Each line of the listing that includes the string "false" is to be identified and copied.
----------------
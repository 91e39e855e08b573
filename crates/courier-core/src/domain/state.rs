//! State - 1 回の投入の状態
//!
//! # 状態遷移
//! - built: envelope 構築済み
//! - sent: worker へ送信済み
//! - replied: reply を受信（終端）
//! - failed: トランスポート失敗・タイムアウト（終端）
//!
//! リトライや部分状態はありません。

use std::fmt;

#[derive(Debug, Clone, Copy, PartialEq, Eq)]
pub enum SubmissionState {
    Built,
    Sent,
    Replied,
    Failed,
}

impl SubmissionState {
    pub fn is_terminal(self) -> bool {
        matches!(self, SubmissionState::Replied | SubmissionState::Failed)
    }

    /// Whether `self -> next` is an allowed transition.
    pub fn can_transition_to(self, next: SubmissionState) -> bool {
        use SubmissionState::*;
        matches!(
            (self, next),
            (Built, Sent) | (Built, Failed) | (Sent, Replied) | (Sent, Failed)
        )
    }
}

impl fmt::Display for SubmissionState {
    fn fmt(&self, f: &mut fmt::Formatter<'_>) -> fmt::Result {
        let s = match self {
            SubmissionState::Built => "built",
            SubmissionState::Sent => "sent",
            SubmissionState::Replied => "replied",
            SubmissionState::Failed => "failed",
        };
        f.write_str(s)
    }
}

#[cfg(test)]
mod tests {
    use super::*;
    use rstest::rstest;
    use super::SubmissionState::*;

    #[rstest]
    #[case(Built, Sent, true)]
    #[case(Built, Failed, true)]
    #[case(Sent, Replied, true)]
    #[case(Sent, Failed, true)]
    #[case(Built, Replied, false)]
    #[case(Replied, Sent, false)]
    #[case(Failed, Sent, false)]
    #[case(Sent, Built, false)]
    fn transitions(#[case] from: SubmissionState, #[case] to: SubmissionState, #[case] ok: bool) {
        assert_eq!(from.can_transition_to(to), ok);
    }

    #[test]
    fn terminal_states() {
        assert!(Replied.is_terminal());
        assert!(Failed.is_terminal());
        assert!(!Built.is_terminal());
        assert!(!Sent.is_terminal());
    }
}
----------------
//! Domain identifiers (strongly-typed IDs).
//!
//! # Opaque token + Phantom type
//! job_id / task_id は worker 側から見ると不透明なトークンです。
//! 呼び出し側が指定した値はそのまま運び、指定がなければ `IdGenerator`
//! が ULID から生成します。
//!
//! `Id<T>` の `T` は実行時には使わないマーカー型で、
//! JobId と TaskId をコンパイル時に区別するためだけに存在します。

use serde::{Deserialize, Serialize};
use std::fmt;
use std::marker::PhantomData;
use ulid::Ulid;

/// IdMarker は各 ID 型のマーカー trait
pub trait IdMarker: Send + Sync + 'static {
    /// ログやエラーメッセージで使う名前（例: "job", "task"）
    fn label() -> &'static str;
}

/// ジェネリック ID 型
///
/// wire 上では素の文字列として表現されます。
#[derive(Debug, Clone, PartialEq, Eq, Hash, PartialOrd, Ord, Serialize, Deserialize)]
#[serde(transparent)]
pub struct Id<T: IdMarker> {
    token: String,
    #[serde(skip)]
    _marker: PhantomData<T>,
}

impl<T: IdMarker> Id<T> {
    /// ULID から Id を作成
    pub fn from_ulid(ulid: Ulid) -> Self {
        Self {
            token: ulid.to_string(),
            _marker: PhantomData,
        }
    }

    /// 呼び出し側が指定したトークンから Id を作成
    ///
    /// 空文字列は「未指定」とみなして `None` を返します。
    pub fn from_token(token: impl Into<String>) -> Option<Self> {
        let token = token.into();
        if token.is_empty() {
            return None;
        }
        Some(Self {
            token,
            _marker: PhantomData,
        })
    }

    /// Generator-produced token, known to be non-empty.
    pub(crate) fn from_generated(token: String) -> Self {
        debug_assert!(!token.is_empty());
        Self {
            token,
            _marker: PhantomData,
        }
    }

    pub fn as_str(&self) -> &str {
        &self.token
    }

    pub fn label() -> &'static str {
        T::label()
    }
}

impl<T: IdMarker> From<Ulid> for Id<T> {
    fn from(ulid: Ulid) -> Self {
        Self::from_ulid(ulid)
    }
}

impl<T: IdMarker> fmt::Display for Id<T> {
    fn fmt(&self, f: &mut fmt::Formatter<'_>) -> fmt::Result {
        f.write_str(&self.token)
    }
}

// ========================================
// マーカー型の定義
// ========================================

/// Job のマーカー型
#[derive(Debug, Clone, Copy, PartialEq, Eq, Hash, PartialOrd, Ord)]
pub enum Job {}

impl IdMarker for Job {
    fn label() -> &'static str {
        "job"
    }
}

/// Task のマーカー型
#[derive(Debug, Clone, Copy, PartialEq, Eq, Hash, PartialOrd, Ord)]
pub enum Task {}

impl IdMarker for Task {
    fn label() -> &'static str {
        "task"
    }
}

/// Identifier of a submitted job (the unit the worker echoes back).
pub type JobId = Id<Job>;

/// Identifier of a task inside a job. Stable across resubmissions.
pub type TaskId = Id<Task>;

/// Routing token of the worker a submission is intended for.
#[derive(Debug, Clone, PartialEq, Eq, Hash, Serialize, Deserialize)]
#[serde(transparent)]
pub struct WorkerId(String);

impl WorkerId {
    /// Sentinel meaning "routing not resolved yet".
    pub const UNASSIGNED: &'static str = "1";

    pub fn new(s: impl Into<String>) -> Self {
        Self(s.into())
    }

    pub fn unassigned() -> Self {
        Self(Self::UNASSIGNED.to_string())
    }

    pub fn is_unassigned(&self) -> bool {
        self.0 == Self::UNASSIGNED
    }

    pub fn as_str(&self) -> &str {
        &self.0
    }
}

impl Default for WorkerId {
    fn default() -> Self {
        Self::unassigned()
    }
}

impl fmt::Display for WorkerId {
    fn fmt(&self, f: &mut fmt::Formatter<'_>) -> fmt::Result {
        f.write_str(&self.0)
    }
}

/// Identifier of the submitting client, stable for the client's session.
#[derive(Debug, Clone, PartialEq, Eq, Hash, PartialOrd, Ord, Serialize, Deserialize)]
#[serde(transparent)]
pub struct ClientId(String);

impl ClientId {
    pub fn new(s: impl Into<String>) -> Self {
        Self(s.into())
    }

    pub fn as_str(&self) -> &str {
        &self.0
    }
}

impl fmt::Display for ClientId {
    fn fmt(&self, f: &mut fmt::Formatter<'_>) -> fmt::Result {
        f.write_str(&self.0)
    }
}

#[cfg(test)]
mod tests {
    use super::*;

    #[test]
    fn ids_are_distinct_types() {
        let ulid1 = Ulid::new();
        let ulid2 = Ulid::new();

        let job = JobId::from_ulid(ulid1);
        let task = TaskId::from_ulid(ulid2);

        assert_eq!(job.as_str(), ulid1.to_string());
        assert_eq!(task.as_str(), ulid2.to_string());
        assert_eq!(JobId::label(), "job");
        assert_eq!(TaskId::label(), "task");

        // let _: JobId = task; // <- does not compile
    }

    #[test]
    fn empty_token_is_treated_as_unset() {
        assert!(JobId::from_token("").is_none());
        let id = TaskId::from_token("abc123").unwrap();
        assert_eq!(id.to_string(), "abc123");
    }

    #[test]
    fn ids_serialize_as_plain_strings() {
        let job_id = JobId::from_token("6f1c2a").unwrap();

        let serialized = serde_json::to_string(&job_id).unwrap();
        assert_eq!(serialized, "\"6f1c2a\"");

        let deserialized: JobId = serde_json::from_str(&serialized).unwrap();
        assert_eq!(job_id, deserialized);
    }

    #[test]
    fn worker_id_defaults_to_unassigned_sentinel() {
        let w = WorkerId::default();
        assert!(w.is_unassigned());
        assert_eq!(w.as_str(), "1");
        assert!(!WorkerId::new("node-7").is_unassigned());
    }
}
----------------
● Result
    #[case(Built, Replied, false)]
    #[case(Replied, Sent, false)]
    #[case(Failed, Sent, false)]
    #[case(Sent, Built, false)]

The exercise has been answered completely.